══ Data to use ══

//! Companion Service synchronization.
//!
//! Each reconciled workload gets exactly one NodePort Service exposing the
//! debug port on every node. The Service is controlled by the workload, so the
//! cluster garbage-collects it when the workload goes away.

use crate::backoff::ConflictBackoff;
use crate::client::ClusterClient;
use crate::error::ControllerError;
use crate::retry::retry_on_conflict;
use crate::workload::{ObjectKey, Workload};
use debug_profile::DebugProfile;
use k8s_openapi::api::core::v1::{Service, ServicePort, ServiceSpec};
use k8s_openapi::apimachinery::pkg::apis::meta::v1::ObjectMeta;
use k8s_openapi::apimachinery::pkg::util::intstr::IntOrString;
use kube::{Resource, ResourceExt};
use std::collections::BTreeMap;
use std::sync::Arc;
use std::time::Duration;
use tokio_util::sync::CancellationToken;
use tracing::{debug, info};

/// Name of the single Service port.
pub const DEBUG_PORT_NAME: &str = "dlv";

/// Requeue delay while the owner has not been persisted yet.
pub const OWNER_PENDING_REQUEUE: Duration = Duration::from_secs(5);

/// Label marking Services managed by this controller.
pub const MANAGED_BY_LABEL: &str = "app.kubernetes.io/managed-by";

/// Value of [`MANAGED_BY_LABEL`] on companion Services.
pub const MANAGED_BY_VALUE: &str = "pod-debug";

/// `<owner>-<profile name>-<debugPort>-dlv`
pub fn service_name(owner: &str, profile: &DebugProfile) -> String {
    format!("{}-{}-{}-dlv", owner, profile.name, profile.debug_port)
}

/// Companion Service labels: the pod selector plus the managed-by marker.
pub fn service_labels(selector_labels: &BTreeMap<String, String>) -> BTreeMap<String, String> {
    let mut labels = selector_labels.clone();
    labels.insert(MANAGED_BY_LABEL.to_string(), MANAGED_BY_VALUE.to_string());
    labels
}

/// Result of placing the owner's controller reference on a Service.
#[derive(Debug, Clone, PartialEq, Eq)]
pub enum OwnerRefOutcome {
    /// The Service is controlled by the owner
    Assigned,
    /// The owner is not persisted yet; try again later
    Retry(String),
    /// The Service cannot be owned by this owner
    Failed(String),
}

/// Makes `owner` the controller of `service`.
///
/// An existing controller reference with the owner's kind and name is taken
/// over (the owner may have been recreated under a new uid). A controller
/// reference to anything else is left alone and reported as `Failed`.
pub fn assign_controller_owner<W: Workload>(owner: &W, service: &mut Service) -> OwnerRefOutcome {
    let Some(owner_ref) = owner.controller_owner_ref(&()) else {
        return OwnerRefOutcome::Retry(format!(
            "{} {} has no uid yet",
            W::kind(&()),
            owner.name_any()
        ));
    };

    let owner_namespace = owner.namespace();
    let service_namespace = service.namespace();
    if owner_namespace != service_namespace {
        return OwnerRefOutcome::Failed(format!(
            "owner namespace {:?} differs from Service namespace {:?}",
            owner_namespace, service_namespace
        ));
    }

    let service_name = service.name_any();
    let references = service.metadata.owner_references.get_or_insert_with(Vec::new);
    match references.iter().position(|existing| existing.controller == Some(true)) {
        Some(index) => {
            let existing = &references[index];
            if existing.uid == owner_ref.uid {
                return OwnerRefOutcome::Assigned;
            }
            if existing.kind != owner_ref.kind || existing.name != owner_ref.name {
                return OwnerRefOutcome::Failed(format!(
                    "Service {} is already controlled by {} {}",
                    service_name,
                    existing.kind,
                    existing.name
                ));
            }
            references[index] = owner_ref;
        }
        None => references.push(owner_ref),
    }
    OwnerRefOutcome::Assigned
}

/// What an upsert did.
#[derive(Debug, Clone, Copy, PartialEq, Eq)]
pub enum SyncOutcome {
    Created,
    Updated,
    Unchanged,
    /// The owner is not ready to own anything yet
    RequeueAfter(Duration),
}

/// Upserts the companion Service of a workload.
#[derive(Debug, Clone)]
pub struct ServiceSynchronizer {
    profile: Arc<DebugProfile>,
    backoff: ConflictBackoff,
}

impl ServiceSynchronizer {
    pub fn new(profile: Arc<DebugProfile>, backoff: ConflictBackoff) -> Self {
        Self { profile, backoff }
    }

    /// Create or update the Service for `owner`, selecting pods by `selector_labels`.
    ///
    /// The read-modify-write runs under [`retry_on_conflict`]; a concurrent
    /// create of the same Service surfaces as a conflict and is retried as an
    /// update.
    pub async fn upsert<W, C>(
        &self,
        client: &C,
        owner: &W,
        selector_labels: &BTreeMap<String, String>,
        cancel: &CancellationToken,
    ) -> Result<SyncOutcome, ControllerError>
    where
        W: Workload,
        C: ClusterClient<W> + ?Sized,
    {
        let owner_key = ObjectKey::of(owner);
        let key = ObjectKey::new(
            owner_key.namespace.clone(),
            service_name(&owner_key.name, &self.profile),
        );
        let operation = format!("upsert Service {key}");
        let key = &key;

        let outcome = retry_on_conflict(&self.backoff, cancel, &operation, move || {
            self.sync_once(client, owner, key, selector_labels)
        })
        .await?;

        match outcome {
            SyncOutcome::Created => info!(service = %key, owner = %owner_key, "Created debug Service"),
            SyncOutcome::Updated => info!(service = %key, owner = %owner_key, "Updated debug Service"),
            SyncOutcome::Unchanged => debug!(service = %key, "Debug Service up to date"),
            SyncOutcome::RequeueAfter(_) => {}
        }
        Ok(outcome)
    }

    async fn sync_once<W, C>(
        &self,
        client: &C,
        owner: &W,
        key: &ObjectKey,
        selector_labels: &BTreeMap<String, String>,
    ) -> Result<SyncOutcome, ControllerError>
    where
        W: Workload,
        C: ClusterClient<W> + ?Sized,
    {
        let current = client.get_service(key).await?;
        let mut desired = current.clone().unwrap_or_else(|| Service {
            metadata: ObjectMeta {
                name: Some(key.name.clone()),
                namespace: Some(key.namespace.clone()),
                ..Default::default()
            },
            ..Default::default()
        });
        self.apply_desired_shape(&mut desired, selector_labels);

        match assign_controller_owner(owner, &mut desired) {
            OwnerRefOutcome::Assigned => {}
            OwnerRefOutcome::Retry(reason) => {
                debug!(service = %key, reason = %reason, "Owner not persisted yet, requeueing");
                return Ok(SyncOutcome::RequeueAfter(OWNER_PENDING_REQUEUE));
            }
            OwnerRefOutcome::Failed(reason) => {
                return Err(ControllerError::OwnerReference(reason));
            }
        }

        match current {
            None => {
                client.create_service(&desired).await?;
                Ok(SyncOutcome::Created)
            }
            Some(current) if current == desired => Ok(SyncOutcome::Unchanged),
            Some(_) => {
                client.replace_service(&desired).await?;
                Ok(SyncOutcome::Updated)
            }
        }
    }

    /// Overwrite labels, type, ports and selector; everything else the API
    /// server filled in (cluster IP and friends) is kept.
    fn apply_desired_shape(&self, service: &mut Service, selector_labels: &BTreeMap<String, String>) {
        let port = self.profile.debug_port;
        service.metadata.labels = Some(service_labels(selector_labels));

        let spec = service.spec.get_or_insert_with(ServiceSpec::default);
        spec.type_ = Some("NodePort".to_string());
        spec.selector = Some(selector_labels.clone());
        spec.ports = Some(vec![ServicePort {
            name: Some(DEBUG_PORT_NAME.to_string()),
            protocol: Some("TCP".to_string()),
            port,
            target_port: Some(IntOrString::Int(port)),
            node_port: Some(port),
            ..Default::default()
        }]);
    }
}
//! # Backoff schedules
//!
//! Two schedules are used by the controller:
//!
//! - [`FibonacciBackoff`]: requeue delay for an object whose reconciliation failed
//! - [`ConflictBackoff`]: spacing of the local re-read-and-write attempts that
//!   follow an optimistic-concurrency conflict

use std::time::Duration;

/// Fibonacci requeue schedule
///
/// Sequence with the default bounds: 5s, 5s, 10s, 15s, 25s, 40s, 65s, ... capped at 300s.
#[derive(Debug, Clone, Copy, PartialEq, Eq)]
pub struct FibonacciBackoff {
    /// Backoff for the first two errors, in seconds
    min_seconds: u64,
    /// Upper bound, in seconds
    max_seconds: u64,
}

impl Default for FibonacciBackoff {
    fn default() -> Self {
        Self::new(5, 300)
    }
}

impl FibonacciBackoff {
    /// Create a new Fibonacci backoff with minimum and maximum values in seconds
    #[must_use]
    pub const fn new(min_seconds: u64, max_seconds: u64) -> Self {
        Self {
            min_seconds,
            max_seconds,
        }
    }

    /// Longest delay this schedule ever returns
    #[must_use]
    pub const fn max_delay(&self) -> Duration {
        Duration::from_secs(self.max_seconds)
    }

    /// Calculate the backoff for a given number of consecutive errors (stateless)
    ///
    /// The sequence starts at `min_seconds` for error counts 0 and 1, then follows
    /// the Fibonacci sequence: min, min, min*2, min*3, min*5, min*8, etc., capped at
    /// `max_seconds`.
    #[must_use]
    pub fn for_error_count(&self, error_count: u32) -> Duration {
        if error_count <= 1 {
            return Duration::from_secs(self.min_seconds.min(self.max_seconds));
        }

        let mut prev = self.min_seconds;
        let mut current = self.min_seconds;
        for _ in 2..=error_count {
            let next = prev.saturating_add(current);
            prev = current;
            current = next.min(self.max_seconds);
            if current >= self.max_seconds {
                break;
            }
        }

        Duration::from_secs(current)
    }
}

/// Bounded exponential schedule for optimistic-concurrency retries
///
/// `steps` is the total number of attempts, so at most `steps - 1` sleeps happen.
#[derive(Debug, Clone, Copy, PartialEq, Eq)]
pub struct ConflictBackoff {
    /// Total number of attempts, including the first one
    pub steps: u32,
    /// Delay after the first conflict
    pub initial: Duration,
    /// Multiplier applied after each further conflict
    pub factor: u32,
    /// Upper bound for a single delay
    pub cap: Duration,
}

impl Default for ConflictBackoff {
    fn default() -> Self {
        Self {
            steps: 5,
            initial: Duration::from_millis(10),
            factor: 2,
            cap: Duration::from_secs(1),
        }
    }
}

impl ConflictBackoff {
    /// Delay to wait after the given failed attempt (1-based)
    #[must_use]
    pub fn delay_after(&self, attempt: u32) -> Duration {
        let exponent = attempt.saturating_sub(1);
        let multiplier = self.factor.max(1).saturating_pow(exponent);
        self.initial.saturating_mul(multiplier).min(self.cap)
    }
}
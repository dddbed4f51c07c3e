//! Cluster client seam.
//!
//! The reconciler talks to the API server only through [`ClusterClient`], so
//! unit tests can substitute an in-memory store with injectable conflicts.
//! [`KubeClusterClient`] is the production implementation on top of `kube::Api`.

use crate::error::ControllerError;
use crate::workload::{ObjectKey, Workload};
use k8s_openapi::api::core::v1::Service;
use kube::api::PostParams;
use kube::{Api, Client};

/// Read/write operations the controller needs against the cluster.
///
/// Writes are optimistic: `replace_*` carries the object's `resourceVersion`
/// and fails with [`ControllerError::Conflict`] if the stored object moved on.
#[async_trait::async_trait]
pub trait ClusterClient<W: Workload>: Send + Sync {
    /// Fetch a workload; `Ok(None)` if it does not exist.
    async fn get_workload(&self, key: &ObjectKey) -> Result<Option<W>, ControllerError>;

    /// Write a workload back.
    async fn replace_workload(&self, workload: &W) -> Result<W, ControllerError>;

    /// Fetch a Service; `Ok(None)` if it does not exist.
    async fn get_service(&self, key: &ObjectKey) -> Result<Option<Service>, ControllerError>;

    /// Create a Service. An existing Service of the same name is a conflict.
    async fn create_service(&self, service: &Service) -> Result<Service, ControllerError>;

    /// Write an existing Service back.
    async fn replace_service(&self, service: &Service) -> Result<Service, ControllerError>;
}

/// [`ClusterClient`] backed by the Kubernetes API server.
#[derive(Clone)]
pub struct KubeClusterClient {
    client: Client,
}

impl KubeClusterClient {
    pub fn new(client: Client) -> Self {
        Self { client }
    }
}

#[async_trait::async_trait]
impl<W: Workload> ClusterClient<W> for KubeClusterClient {
    async fn get_workload(&self, key: &ObjectKey) -> Result<Option<W>, ControllerError> {
        let api: Api<W> = Api::namespaced(self.client.clone(), &key.namespace);
        api.get_opt(&key.name).await.map_err(ControllerError::from_kube)
    }

    async fn replace_workload(&self, workload: &W) -> Result<W, ControllerError> {
        let key = ObjectKey::of(workload);
        let api: Api<W> = Api::namespaced(self.client.clone(), &key.namespace);
        api.replace(&key.name, &PostParams::default(), workload)
            .await
            .map_err(ControllerError::from_kube)
    }

    async fn get_service(&self, key: &ObjectKey) -> Result<Option<Service>, ControllerError> {
        let api: Api<Service> = Api::namespaced(self.client.clone(), &key.namespace);
        api.get_opt(&key.name).await.map_err(ControllerError::from_kube)
    }

    async fn create_service(&self, service: &Service) -> Result<Service, ControllerError> {
        let key = ObjectKey::of(service);
        let api: Api<Service> = Api::namespaced(self.client.clone(), &key.namespace);
        api.create(&PostParams::default(), service)
            .await
            .map_err(ControllerError::from_kube)
    }

    async fn replace_service(&self, service: &Service) -> Result<Service, ControllerError> {
        let key = ObjectKey::of(service);
        let api: Api<Service> = Api::namespaced(self.client.clone(), &key.namespace);
        api.replace(&key.name, &PostParams::default(), service)
            .await
            .map_err(ControllerError::from_kube)
    }
}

═══

Starting at the line that has "by this owner" in the records above, restate word for word every line until the one that has "if existing.uid == owner_ref.uid", and include that one as well.

> _Answer to this exercise_:
    /// The Service cannot be owned by this owner
    Failed(String),
}

/// Makes `owner` the controller of `service`.
///
/// An existing controller reference with the owner's kind and name is taken
/// over (the owner may have been recreated under a new uid). A controller
/// reference to anything else is left alone and reported as `Failed`.
pub fn assign_controller_owner<W: Workload>(owner: &W, service: &mut Service) -> OwnerRefOutcome {
    let Some(owner_ref) = owner.controller_owner_ref(&()) else {
        return OwnerRefOutcome::Retry(format!(
            "{} {} has no uid yet",
            W::kind(&()),
            owner.name_any()
        ));
    };

    let owner_namespace = owner.namespace();
    let service_namespace = service.namespace();
    if owner_namespace != service_namespace {
        return OwnerRefOutcome::Failed(format!(
            "owner namespace {:?} differs from Service namespace {:?}",
            owner_namespace, service_namespace
        ));
    }

    let service_name = service.name_any();
    let references = service.metadata.owner_references.get_or_insert_with(Vec::new);
    match references.iter().position(|existing| existing.controller == Some(true)) {
        Some(index) => {
            let existing = &references[index];
            if existing.uid == owner_ref.uid {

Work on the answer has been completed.